▶ _Description of the task_
In the entries that follow, the line with "pub async fn replay_file(&mut" opens the range and the line with "summary.applied += 1;" closes it; repeat that range exactly, both lines included.

▶ _Data excerpts_
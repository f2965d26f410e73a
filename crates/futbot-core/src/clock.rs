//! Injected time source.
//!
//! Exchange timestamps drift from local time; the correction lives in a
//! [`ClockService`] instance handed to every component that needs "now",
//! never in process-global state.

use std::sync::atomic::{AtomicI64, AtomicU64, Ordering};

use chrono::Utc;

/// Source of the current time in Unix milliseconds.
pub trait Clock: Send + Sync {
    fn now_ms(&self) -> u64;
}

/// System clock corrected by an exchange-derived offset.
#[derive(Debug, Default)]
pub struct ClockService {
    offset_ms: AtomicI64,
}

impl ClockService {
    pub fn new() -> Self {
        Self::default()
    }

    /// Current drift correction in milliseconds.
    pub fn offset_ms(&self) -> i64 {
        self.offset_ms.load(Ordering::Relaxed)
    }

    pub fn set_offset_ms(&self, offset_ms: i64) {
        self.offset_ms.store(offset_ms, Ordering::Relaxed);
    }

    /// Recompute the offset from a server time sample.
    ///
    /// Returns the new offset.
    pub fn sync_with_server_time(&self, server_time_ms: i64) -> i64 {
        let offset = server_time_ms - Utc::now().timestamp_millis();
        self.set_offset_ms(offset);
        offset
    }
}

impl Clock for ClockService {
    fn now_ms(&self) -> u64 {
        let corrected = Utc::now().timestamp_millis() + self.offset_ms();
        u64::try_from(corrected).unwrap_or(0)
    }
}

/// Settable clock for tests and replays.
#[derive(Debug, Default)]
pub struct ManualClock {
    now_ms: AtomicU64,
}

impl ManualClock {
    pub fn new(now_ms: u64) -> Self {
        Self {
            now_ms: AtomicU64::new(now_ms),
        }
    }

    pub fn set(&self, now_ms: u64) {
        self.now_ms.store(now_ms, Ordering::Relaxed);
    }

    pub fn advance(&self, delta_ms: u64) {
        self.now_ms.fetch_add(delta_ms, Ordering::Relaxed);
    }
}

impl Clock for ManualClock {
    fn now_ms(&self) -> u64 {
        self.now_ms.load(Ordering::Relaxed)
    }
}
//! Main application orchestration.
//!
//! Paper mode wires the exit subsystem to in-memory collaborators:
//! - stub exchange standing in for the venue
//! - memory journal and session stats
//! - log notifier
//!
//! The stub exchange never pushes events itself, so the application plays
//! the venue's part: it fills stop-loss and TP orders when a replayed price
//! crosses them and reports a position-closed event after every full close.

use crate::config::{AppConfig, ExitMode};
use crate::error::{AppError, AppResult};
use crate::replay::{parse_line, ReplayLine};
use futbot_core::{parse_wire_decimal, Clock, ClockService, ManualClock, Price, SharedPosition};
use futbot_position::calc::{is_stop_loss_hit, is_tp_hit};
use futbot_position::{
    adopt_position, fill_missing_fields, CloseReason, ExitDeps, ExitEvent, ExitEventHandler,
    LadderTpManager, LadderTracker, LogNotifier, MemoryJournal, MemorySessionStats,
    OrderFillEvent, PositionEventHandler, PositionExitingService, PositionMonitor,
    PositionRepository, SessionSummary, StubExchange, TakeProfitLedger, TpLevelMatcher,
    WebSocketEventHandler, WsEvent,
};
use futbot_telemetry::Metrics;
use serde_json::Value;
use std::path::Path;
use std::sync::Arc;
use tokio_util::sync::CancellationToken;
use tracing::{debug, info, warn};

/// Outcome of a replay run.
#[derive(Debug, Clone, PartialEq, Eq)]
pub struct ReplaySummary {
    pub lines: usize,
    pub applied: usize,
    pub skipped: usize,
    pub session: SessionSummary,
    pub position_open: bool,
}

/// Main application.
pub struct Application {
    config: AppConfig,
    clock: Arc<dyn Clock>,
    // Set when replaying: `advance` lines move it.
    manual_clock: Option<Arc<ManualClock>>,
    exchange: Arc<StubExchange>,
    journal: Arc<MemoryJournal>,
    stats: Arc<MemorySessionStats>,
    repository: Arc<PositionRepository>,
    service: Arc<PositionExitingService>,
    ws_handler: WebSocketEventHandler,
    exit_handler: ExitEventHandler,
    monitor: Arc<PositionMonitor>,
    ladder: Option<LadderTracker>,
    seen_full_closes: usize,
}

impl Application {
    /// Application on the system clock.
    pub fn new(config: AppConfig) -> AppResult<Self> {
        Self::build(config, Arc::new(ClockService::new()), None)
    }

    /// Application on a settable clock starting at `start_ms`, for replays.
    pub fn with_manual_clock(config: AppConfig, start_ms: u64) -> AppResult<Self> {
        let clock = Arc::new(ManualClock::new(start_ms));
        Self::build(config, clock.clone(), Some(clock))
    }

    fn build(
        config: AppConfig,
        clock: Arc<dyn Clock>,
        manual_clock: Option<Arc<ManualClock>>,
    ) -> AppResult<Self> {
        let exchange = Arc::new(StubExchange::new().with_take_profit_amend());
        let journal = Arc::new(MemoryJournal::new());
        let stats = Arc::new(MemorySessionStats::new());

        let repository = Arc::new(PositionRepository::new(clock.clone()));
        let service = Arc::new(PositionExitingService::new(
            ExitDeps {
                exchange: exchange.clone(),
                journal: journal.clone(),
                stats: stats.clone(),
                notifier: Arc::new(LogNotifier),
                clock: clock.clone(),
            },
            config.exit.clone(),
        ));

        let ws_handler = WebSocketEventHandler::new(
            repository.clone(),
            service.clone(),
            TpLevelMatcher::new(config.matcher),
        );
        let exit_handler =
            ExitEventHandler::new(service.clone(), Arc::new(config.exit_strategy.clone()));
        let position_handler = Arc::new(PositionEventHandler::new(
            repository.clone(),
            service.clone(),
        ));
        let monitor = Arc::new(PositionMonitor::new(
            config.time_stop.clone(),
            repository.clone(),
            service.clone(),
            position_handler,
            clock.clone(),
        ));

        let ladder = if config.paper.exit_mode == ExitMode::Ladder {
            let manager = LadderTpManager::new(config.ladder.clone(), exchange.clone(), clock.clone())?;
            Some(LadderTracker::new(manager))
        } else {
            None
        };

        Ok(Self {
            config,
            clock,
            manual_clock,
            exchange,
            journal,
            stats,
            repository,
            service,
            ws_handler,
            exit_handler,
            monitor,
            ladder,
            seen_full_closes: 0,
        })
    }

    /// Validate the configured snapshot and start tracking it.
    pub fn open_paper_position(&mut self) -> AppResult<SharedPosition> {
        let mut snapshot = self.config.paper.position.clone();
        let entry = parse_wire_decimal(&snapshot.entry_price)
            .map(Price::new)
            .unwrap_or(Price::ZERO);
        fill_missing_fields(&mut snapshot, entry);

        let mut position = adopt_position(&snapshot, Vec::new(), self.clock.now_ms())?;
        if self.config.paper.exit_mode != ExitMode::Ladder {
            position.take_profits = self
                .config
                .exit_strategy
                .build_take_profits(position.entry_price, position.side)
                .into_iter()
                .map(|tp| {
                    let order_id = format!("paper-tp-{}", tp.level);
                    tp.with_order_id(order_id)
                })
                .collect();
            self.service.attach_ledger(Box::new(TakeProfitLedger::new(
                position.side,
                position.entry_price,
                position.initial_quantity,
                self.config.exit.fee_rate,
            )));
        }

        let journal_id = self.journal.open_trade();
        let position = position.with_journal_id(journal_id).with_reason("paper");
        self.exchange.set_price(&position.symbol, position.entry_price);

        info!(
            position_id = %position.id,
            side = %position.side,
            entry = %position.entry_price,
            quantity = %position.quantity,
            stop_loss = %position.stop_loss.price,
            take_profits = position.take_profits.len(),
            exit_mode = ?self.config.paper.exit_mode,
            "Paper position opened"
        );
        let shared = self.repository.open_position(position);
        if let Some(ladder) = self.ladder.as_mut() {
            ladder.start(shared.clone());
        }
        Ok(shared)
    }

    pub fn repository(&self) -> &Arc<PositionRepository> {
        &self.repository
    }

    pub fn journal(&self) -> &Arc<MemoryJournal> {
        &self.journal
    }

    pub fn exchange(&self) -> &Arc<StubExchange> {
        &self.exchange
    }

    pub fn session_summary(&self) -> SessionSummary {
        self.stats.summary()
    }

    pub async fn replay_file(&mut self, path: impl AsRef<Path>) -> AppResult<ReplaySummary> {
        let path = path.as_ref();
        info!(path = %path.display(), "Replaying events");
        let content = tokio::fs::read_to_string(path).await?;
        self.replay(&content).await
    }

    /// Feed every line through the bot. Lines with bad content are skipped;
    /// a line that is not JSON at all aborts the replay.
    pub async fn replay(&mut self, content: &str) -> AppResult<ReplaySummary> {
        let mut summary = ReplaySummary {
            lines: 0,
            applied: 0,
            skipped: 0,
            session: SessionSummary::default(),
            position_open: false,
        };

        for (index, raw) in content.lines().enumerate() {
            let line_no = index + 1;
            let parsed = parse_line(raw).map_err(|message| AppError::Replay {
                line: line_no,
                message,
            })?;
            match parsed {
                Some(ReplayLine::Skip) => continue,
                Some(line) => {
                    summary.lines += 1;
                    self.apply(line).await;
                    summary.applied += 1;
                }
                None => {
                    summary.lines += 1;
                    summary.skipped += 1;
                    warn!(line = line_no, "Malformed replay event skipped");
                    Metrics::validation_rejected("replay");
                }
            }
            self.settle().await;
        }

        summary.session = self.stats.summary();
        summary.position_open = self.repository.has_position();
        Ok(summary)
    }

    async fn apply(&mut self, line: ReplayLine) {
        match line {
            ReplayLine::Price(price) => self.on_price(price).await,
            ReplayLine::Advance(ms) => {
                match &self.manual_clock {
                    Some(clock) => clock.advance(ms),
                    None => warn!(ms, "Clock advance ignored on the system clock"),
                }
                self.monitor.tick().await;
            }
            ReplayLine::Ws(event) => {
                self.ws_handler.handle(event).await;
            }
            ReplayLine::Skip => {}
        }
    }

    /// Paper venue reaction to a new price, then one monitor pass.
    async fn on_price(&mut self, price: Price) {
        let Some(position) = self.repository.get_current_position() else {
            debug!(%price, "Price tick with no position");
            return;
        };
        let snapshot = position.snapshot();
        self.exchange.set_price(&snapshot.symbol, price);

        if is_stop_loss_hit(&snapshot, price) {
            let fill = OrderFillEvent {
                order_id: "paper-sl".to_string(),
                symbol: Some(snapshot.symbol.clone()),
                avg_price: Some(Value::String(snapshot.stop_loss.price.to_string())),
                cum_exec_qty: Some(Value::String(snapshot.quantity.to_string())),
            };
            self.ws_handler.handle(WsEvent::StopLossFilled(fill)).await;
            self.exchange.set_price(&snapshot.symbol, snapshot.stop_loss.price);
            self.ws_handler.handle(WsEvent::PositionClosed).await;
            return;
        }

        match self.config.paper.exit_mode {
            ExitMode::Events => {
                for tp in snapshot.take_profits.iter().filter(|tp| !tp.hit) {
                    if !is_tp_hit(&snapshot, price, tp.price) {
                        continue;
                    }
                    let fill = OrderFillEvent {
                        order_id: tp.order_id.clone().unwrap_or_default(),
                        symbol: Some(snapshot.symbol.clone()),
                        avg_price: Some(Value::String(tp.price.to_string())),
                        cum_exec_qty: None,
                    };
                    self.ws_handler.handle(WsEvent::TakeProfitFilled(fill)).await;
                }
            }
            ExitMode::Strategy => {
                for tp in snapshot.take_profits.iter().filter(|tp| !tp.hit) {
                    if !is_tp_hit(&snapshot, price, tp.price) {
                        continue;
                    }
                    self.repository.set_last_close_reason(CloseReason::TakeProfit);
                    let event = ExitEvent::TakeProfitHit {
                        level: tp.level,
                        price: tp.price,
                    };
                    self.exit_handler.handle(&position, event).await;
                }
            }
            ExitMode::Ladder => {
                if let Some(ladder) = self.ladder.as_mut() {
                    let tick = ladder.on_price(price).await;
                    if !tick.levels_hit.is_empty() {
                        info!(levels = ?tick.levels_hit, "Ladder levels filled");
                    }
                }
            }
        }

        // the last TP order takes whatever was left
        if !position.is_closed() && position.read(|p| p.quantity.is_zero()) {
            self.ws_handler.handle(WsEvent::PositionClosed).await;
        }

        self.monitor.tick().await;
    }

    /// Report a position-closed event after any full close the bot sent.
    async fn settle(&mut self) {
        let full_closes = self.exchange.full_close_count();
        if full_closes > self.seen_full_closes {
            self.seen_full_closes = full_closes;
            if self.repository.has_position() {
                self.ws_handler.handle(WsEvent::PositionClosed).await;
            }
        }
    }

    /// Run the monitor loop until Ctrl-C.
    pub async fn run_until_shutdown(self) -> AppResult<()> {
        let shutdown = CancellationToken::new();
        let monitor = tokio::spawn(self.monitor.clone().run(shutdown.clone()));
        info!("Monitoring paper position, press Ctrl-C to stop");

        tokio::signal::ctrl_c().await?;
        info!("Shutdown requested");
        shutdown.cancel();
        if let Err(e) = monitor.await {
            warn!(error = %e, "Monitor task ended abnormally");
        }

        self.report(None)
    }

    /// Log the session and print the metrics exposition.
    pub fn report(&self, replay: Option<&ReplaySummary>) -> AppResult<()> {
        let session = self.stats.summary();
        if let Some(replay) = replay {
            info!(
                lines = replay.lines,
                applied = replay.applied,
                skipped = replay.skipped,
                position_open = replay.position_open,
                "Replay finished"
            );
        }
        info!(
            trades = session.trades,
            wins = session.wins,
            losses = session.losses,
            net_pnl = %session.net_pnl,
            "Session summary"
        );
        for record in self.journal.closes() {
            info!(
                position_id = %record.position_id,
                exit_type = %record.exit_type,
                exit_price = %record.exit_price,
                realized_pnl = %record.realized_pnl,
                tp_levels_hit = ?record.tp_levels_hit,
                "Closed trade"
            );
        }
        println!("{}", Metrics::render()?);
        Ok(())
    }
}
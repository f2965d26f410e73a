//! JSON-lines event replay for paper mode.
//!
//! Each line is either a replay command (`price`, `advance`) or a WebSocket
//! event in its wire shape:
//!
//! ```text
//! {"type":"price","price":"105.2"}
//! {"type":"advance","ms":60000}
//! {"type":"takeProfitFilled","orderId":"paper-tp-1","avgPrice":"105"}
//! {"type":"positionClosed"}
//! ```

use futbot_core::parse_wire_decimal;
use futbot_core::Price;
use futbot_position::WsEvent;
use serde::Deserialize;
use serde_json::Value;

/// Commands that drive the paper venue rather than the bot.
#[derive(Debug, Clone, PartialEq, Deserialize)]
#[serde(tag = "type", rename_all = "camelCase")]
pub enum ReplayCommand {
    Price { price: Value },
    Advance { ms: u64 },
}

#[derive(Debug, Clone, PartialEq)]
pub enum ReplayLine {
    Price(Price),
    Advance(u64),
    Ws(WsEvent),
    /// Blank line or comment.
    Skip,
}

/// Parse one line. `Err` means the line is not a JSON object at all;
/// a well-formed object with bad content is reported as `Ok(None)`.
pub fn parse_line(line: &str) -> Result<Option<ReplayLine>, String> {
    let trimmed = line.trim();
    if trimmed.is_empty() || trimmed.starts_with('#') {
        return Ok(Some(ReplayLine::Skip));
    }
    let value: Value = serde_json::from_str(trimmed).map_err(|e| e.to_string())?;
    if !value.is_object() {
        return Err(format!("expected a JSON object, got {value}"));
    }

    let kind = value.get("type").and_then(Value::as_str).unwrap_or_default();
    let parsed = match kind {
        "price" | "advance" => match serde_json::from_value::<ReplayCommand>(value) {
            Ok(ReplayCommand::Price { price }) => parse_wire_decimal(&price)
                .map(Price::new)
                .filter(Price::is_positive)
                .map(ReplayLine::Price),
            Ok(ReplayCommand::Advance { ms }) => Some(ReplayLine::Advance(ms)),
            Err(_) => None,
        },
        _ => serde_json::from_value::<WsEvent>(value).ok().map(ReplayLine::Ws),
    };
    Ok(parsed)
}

▶ _Task answer_
    pub async fn replay_file(&mut self, path: impl AsRef<Path>) -> AppResult<ReplaySummary> {
        let path = path.as_ref();
        info!(path = %path.display(), "Replaying events");
        let content = tokio::fs::read_to_string(path).await?;
        self.replay(&content).await
    }

    /// Feed every line through the bot. Lines with bad content are skipped;
    /// a line that is not JSON at all aborts the replay.
    pub async fn replay(&mut self, content: &str) -> AppResult<ReplaySummary> {
        let mut summary = ReplaySummary {
            lines: 0,
            applied: 0,
            skipped: 0,
            session: SessionSummary::default(),
            position_open: false,
        };

        for (index, raw) in content.lines().enumerate() {
            let line_no = index + 1;
            let parsed = parse_line(raw).map_err(|message| AppError::Replay {
                line: line_no,
                message,
            })?;
            match parsed {
                Some(ReplayLine::Skip) => continue,
                Some(line) => {
                    summary.lines += 1;
                    self.apply(line).await;
                    summary.applied += 1;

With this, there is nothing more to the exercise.